> _Required work_:
Report each line of the records below that uses the word "DogVote".

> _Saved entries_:
--- START ---
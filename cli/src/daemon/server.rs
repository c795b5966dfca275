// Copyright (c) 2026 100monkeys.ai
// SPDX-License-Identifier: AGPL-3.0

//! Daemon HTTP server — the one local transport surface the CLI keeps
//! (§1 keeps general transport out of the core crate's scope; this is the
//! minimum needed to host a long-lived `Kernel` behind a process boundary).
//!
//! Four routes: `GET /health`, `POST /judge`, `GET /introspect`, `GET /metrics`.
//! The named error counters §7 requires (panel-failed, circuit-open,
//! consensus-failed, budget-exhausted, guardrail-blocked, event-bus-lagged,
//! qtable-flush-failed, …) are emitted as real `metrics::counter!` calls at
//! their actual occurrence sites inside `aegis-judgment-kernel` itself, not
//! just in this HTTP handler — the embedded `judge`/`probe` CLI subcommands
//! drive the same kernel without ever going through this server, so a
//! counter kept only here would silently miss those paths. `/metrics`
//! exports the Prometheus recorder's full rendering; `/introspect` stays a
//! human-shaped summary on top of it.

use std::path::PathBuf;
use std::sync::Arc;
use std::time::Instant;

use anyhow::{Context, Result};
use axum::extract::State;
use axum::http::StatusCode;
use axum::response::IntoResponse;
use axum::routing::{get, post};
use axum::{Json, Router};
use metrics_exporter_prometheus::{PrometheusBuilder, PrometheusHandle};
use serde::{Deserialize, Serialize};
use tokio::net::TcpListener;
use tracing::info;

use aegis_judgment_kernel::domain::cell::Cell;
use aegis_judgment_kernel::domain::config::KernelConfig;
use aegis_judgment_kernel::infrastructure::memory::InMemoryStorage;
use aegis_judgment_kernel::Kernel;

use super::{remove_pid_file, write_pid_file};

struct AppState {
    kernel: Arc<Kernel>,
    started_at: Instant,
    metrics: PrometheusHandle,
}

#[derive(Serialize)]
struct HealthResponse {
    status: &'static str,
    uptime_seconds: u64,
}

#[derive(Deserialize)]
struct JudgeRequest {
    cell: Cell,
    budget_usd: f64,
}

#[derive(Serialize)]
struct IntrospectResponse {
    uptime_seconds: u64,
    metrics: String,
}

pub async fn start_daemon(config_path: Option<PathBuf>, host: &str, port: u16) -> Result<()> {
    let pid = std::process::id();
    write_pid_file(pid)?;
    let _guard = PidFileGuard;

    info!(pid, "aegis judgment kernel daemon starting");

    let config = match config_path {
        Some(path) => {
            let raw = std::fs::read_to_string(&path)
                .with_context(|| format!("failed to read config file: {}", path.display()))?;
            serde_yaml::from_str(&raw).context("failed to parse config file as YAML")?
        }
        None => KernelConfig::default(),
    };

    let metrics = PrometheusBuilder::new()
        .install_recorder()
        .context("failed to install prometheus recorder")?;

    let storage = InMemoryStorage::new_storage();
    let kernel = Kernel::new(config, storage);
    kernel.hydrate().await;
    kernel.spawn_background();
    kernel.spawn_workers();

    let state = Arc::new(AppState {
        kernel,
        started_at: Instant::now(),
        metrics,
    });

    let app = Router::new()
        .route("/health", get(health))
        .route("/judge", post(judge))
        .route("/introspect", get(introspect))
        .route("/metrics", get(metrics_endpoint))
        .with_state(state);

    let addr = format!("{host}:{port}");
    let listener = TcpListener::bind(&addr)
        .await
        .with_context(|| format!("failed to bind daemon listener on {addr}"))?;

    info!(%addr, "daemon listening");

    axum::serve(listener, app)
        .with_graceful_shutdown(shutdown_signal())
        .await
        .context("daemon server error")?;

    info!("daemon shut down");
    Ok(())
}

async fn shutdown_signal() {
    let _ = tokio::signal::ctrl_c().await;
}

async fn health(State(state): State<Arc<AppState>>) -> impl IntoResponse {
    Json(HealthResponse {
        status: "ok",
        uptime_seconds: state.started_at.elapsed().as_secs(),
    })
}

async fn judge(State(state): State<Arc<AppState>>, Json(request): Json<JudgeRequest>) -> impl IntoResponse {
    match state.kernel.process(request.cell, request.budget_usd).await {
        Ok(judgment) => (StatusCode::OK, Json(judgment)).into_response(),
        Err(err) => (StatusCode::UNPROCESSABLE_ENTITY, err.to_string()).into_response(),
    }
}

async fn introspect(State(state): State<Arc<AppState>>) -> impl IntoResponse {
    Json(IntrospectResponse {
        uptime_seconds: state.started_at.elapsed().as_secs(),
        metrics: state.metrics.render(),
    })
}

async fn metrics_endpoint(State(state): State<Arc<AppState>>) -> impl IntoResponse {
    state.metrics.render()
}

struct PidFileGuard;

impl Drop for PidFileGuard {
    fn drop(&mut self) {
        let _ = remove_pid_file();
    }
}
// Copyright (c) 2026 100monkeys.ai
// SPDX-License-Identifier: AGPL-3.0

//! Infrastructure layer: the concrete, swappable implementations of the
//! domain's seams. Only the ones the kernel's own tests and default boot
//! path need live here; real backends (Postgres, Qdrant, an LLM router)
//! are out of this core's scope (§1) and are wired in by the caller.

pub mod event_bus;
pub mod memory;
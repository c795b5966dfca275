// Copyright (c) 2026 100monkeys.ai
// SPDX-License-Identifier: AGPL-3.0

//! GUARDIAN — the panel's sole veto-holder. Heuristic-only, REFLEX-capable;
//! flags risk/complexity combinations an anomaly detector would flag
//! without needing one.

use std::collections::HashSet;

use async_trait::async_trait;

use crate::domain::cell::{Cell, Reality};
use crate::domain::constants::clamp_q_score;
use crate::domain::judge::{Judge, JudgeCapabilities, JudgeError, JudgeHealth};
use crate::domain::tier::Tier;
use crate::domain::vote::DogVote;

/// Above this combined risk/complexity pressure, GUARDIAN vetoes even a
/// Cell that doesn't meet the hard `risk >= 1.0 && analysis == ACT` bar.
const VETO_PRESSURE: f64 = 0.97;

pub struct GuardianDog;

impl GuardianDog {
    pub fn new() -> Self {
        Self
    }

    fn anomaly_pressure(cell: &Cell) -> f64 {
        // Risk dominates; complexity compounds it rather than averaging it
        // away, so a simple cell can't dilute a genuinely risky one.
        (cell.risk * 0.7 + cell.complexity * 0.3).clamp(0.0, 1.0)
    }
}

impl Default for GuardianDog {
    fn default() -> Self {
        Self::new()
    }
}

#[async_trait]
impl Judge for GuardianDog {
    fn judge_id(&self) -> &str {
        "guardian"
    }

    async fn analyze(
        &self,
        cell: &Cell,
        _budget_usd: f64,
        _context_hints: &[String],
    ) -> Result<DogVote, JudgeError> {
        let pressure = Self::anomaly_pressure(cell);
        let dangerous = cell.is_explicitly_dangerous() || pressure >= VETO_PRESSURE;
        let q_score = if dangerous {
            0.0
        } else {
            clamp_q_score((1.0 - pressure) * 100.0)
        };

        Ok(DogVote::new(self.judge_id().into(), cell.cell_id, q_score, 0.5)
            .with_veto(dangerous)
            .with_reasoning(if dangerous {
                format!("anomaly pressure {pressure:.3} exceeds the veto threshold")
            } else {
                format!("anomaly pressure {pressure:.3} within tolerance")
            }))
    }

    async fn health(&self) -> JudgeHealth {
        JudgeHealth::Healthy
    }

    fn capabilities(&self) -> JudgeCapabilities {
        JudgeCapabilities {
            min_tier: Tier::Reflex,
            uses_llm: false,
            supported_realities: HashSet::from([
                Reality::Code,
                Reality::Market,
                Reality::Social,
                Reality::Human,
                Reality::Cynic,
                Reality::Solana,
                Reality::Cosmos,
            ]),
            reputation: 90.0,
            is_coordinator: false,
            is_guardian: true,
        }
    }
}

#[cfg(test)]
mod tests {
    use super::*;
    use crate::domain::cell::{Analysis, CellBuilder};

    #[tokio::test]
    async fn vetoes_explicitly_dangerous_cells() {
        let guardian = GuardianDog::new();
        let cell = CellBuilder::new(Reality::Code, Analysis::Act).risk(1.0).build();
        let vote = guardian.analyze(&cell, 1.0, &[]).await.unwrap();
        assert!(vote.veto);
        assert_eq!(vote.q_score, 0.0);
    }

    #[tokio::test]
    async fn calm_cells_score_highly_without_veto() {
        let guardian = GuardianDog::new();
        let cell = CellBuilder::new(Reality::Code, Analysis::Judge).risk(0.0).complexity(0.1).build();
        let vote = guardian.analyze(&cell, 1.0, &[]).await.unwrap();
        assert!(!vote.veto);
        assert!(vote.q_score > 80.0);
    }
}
--- END ---
--- START ---
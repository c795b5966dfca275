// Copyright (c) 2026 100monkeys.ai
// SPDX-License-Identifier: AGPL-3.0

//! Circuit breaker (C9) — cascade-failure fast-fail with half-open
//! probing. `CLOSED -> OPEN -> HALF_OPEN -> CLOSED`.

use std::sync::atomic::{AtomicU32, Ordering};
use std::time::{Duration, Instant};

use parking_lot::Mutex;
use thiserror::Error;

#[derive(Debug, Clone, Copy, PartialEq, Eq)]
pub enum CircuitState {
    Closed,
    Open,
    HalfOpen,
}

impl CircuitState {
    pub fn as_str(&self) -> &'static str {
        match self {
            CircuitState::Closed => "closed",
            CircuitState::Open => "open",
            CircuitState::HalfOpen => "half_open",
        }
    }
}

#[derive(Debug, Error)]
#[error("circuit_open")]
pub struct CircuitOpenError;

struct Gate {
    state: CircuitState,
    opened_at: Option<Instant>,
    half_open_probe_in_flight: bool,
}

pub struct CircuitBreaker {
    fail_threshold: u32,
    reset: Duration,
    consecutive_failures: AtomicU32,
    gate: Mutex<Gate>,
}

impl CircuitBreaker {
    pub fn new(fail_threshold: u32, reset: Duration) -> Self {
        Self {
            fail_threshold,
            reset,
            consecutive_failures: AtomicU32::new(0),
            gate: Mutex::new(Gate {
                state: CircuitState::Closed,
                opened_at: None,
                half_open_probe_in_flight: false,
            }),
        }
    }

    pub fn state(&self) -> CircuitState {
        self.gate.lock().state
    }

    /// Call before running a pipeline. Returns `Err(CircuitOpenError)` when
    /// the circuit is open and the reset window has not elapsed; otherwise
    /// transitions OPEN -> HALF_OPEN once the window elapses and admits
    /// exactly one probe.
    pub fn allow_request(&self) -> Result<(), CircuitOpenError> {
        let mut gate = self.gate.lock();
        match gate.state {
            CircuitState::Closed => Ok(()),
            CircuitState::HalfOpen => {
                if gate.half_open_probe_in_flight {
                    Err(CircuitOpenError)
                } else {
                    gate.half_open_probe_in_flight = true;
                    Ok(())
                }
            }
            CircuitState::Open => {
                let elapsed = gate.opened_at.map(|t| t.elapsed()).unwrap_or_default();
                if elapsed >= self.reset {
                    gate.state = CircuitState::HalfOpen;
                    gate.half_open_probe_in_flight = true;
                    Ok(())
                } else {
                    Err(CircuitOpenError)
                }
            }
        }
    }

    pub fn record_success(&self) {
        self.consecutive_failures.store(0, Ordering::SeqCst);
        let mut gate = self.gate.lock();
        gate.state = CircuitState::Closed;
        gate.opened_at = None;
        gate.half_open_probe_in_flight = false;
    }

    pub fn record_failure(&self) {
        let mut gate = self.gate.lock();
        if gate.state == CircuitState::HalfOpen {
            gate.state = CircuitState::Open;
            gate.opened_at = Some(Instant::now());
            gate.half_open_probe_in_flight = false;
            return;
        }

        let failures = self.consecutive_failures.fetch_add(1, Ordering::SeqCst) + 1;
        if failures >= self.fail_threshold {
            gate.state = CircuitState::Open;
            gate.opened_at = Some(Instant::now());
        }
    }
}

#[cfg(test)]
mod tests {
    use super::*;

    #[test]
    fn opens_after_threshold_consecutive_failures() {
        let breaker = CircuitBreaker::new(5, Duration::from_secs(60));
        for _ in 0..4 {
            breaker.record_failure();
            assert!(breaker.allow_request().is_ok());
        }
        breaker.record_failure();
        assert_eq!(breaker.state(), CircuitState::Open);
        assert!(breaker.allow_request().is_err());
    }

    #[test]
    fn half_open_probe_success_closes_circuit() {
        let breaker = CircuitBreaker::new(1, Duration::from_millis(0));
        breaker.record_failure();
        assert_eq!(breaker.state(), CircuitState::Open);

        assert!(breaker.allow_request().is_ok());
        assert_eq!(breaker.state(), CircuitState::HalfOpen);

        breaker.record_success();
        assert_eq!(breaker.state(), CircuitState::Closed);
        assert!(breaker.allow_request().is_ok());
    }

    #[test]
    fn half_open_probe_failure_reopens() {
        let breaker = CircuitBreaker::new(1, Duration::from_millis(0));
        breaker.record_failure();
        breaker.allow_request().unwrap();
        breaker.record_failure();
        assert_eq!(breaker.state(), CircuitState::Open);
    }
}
--- END ---
--- START ---
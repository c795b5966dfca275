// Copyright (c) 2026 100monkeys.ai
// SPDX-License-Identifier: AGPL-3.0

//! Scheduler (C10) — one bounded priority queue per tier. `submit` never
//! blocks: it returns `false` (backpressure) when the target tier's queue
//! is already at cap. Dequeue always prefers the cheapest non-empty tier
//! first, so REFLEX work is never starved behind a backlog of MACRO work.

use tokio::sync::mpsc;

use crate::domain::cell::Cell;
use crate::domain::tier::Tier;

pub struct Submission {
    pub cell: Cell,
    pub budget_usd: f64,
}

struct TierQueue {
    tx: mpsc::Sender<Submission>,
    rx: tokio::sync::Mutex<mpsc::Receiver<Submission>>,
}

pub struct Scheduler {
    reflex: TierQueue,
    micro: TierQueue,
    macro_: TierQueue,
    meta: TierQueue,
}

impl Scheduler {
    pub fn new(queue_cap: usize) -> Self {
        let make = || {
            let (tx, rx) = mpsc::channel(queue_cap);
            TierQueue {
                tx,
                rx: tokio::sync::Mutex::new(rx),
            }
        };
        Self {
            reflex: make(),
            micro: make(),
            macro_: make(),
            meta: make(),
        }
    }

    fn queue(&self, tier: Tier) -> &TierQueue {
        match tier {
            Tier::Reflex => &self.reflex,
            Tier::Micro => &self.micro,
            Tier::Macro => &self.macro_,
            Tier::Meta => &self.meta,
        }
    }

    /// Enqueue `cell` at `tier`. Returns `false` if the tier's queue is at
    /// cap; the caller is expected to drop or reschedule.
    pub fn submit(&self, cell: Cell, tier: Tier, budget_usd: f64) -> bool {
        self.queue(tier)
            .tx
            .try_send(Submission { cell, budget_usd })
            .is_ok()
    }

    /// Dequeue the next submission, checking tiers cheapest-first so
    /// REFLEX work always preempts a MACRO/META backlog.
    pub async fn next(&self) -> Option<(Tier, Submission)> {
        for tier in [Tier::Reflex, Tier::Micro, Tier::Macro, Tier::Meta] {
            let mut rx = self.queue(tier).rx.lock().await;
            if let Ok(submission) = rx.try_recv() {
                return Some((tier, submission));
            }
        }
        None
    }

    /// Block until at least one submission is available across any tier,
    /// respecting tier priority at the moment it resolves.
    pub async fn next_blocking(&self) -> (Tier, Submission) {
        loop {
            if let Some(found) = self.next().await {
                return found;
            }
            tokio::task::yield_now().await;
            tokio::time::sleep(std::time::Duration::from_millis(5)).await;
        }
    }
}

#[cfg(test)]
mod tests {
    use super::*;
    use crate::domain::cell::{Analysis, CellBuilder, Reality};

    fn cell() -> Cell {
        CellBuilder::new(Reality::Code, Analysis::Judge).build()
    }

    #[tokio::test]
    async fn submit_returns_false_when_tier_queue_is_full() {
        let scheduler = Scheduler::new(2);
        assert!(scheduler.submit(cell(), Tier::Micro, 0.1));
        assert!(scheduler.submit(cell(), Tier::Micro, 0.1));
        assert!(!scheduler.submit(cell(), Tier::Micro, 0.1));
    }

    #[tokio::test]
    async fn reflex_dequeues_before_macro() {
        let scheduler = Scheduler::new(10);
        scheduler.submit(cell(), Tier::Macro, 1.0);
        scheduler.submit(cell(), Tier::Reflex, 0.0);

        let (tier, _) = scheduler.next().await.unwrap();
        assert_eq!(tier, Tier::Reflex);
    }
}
--- END ---
> _Answer to this problem_:
use crate::domain::vote::DogVote;
    ) -> Result<DogVote, JudgeError> {
        Ok(DogVote::new(self.judge_id().into(), cell.cell_id, q_score, 0.5)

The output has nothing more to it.